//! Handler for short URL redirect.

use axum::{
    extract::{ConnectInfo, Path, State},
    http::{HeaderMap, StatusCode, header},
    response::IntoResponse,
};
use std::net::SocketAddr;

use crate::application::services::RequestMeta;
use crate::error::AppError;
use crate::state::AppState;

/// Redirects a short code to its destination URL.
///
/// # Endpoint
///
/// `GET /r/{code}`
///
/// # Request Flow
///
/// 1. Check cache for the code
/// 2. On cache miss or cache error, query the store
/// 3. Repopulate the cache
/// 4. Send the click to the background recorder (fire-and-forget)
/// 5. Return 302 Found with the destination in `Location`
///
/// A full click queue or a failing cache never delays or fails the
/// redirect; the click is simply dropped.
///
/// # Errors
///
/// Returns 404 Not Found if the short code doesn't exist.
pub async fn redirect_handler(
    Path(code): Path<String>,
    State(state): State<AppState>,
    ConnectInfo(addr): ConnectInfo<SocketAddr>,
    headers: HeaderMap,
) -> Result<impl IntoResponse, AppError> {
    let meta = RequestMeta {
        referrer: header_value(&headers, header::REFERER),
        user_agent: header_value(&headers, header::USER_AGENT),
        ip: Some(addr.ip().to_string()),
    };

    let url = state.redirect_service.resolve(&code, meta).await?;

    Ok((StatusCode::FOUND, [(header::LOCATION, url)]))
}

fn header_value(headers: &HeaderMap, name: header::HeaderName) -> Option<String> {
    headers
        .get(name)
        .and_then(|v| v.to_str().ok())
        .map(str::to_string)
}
------------------------
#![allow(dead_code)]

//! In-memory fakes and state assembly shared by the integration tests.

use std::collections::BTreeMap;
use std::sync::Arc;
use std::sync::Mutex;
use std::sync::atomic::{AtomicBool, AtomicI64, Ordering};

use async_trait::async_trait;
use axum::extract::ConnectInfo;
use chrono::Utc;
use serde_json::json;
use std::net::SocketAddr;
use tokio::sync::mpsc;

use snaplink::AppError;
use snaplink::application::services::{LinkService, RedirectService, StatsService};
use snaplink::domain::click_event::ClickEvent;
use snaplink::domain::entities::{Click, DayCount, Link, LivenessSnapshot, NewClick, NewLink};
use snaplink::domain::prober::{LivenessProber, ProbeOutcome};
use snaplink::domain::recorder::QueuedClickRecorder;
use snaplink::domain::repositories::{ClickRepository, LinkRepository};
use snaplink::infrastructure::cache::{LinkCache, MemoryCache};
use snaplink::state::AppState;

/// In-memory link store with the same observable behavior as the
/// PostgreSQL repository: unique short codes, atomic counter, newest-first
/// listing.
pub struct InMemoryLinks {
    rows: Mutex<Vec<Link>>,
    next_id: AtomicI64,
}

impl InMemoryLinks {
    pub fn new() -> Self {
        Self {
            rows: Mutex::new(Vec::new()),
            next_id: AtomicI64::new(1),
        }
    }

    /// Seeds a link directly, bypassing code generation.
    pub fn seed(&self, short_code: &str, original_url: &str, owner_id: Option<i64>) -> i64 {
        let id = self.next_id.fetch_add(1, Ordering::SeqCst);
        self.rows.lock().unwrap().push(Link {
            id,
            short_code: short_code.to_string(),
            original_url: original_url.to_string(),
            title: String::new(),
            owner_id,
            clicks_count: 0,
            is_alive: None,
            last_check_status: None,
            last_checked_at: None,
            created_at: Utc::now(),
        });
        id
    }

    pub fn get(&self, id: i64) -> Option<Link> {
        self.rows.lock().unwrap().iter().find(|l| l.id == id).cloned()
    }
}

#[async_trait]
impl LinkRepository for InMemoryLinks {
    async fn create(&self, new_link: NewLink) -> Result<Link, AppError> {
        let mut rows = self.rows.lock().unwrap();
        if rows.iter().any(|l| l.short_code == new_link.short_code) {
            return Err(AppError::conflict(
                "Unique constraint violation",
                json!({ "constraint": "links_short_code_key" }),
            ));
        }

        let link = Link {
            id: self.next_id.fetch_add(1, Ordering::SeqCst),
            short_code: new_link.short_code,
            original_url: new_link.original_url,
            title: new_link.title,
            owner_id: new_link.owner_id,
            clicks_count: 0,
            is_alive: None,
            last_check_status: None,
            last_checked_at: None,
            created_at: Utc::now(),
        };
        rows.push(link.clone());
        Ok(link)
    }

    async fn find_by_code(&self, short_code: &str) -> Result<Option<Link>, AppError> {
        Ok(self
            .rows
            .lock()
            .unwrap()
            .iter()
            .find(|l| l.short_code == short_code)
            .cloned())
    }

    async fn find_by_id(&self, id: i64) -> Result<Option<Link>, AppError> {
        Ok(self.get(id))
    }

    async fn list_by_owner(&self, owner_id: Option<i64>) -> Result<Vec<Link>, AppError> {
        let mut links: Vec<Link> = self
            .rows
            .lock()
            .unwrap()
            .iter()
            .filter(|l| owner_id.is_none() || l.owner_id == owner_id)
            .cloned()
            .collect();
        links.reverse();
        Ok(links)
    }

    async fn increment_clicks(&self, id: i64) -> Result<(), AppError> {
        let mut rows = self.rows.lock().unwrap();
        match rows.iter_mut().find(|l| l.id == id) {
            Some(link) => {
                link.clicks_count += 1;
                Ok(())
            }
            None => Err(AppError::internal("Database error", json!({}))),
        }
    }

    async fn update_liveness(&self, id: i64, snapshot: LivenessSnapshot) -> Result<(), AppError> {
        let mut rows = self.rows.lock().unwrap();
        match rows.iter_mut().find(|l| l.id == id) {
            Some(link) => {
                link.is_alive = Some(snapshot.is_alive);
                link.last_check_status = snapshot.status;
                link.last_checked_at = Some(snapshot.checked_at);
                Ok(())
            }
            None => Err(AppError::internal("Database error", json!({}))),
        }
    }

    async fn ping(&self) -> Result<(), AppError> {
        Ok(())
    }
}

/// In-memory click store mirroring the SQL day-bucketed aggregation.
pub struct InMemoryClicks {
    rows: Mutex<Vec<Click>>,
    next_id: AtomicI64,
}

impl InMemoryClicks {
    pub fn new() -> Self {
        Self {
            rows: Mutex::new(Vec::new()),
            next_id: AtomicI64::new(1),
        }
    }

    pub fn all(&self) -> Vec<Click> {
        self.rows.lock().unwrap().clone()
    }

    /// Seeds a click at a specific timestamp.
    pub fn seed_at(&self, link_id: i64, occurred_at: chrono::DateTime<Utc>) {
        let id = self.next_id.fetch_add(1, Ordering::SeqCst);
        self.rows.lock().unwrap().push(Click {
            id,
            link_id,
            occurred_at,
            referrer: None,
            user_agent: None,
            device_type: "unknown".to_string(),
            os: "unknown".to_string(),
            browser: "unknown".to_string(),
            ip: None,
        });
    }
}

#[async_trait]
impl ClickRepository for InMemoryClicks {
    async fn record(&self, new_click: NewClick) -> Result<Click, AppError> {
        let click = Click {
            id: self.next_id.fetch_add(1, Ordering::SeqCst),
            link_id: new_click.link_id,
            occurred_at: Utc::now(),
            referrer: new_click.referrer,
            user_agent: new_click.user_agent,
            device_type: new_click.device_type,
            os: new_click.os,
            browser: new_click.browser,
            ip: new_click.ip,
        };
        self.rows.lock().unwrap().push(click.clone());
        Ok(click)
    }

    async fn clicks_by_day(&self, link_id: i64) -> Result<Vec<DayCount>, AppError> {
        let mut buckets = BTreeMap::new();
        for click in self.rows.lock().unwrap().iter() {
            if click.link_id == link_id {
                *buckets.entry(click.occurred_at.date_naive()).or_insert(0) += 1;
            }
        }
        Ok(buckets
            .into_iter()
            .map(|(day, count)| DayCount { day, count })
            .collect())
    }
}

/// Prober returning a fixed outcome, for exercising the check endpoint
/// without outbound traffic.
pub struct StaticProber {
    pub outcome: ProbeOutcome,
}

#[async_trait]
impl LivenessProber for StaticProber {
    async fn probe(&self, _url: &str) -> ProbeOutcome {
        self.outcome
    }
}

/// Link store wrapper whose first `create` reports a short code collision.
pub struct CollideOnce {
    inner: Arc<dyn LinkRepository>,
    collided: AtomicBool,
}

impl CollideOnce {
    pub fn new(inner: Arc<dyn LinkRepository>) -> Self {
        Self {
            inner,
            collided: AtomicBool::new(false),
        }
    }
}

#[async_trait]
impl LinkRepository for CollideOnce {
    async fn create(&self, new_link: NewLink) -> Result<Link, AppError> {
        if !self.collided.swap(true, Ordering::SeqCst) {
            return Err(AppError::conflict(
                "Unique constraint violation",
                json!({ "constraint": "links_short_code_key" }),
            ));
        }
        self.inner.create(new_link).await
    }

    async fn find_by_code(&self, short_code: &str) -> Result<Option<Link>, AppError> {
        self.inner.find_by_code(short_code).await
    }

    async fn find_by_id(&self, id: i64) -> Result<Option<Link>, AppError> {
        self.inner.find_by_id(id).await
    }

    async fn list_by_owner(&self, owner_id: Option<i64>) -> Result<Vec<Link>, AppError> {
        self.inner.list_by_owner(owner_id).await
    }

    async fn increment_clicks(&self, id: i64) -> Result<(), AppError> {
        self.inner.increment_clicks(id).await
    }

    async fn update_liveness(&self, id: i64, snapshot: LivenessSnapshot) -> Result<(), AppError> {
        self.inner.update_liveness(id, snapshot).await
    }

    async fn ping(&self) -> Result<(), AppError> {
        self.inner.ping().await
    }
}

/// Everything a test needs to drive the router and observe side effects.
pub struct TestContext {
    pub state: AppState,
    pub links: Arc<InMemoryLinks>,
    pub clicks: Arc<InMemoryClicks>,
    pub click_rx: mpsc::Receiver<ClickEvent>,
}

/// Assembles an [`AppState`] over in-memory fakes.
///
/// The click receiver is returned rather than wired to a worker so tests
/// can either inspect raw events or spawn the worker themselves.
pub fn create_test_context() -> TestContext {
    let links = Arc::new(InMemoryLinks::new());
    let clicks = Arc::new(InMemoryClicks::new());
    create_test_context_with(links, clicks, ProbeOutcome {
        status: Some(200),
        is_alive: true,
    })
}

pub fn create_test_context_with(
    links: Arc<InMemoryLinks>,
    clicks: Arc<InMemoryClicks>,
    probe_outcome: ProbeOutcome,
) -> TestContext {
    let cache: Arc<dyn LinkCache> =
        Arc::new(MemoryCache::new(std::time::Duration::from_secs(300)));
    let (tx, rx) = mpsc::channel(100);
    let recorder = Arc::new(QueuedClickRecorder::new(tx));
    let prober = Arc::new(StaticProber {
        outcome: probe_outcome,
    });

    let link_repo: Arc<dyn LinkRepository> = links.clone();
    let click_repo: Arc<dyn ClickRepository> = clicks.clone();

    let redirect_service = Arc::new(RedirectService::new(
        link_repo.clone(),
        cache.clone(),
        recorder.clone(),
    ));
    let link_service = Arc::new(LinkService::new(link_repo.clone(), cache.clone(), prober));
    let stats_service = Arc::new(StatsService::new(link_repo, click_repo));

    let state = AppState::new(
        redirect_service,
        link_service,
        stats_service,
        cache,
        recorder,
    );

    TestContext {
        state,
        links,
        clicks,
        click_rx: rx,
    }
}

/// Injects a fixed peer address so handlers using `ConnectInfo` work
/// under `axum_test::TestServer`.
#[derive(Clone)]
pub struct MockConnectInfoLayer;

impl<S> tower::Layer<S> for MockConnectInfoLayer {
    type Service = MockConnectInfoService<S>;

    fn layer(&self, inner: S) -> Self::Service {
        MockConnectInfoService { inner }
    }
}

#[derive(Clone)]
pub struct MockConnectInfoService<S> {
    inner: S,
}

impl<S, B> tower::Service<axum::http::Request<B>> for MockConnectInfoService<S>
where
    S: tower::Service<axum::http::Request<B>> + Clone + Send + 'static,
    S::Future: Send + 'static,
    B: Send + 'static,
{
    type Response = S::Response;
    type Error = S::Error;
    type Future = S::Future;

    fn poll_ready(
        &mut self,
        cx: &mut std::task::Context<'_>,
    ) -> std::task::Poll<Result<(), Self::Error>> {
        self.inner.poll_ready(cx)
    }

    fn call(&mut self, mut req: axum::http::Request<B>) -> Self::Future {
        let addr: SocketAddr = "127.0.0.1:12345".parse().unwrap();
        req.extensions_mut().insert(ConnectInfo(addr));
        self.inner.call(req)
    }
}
------------------------
Nothing should appear in the answer except the lines above from the line with "short URL redirect." through the line with "for the code", both included, written out exactly.

//! Handler for short URL redirect.

use axum::{
    extract::{ConnectInfo, Path, State},
    http::{HeaderMap, StatusCode, header},
    response::IntoResponse,
};
use std::net::SocketAddr;

use crate::application::services::RequestMeta;
use crate::error::AppError;
use crate::state::AppState;

/// Redirects a short code to its destination URL.
///
/// # Endpoint
///
/// `GET /r/{code}`
///
/// # Request Flow
///
/// 1. Check cache for the code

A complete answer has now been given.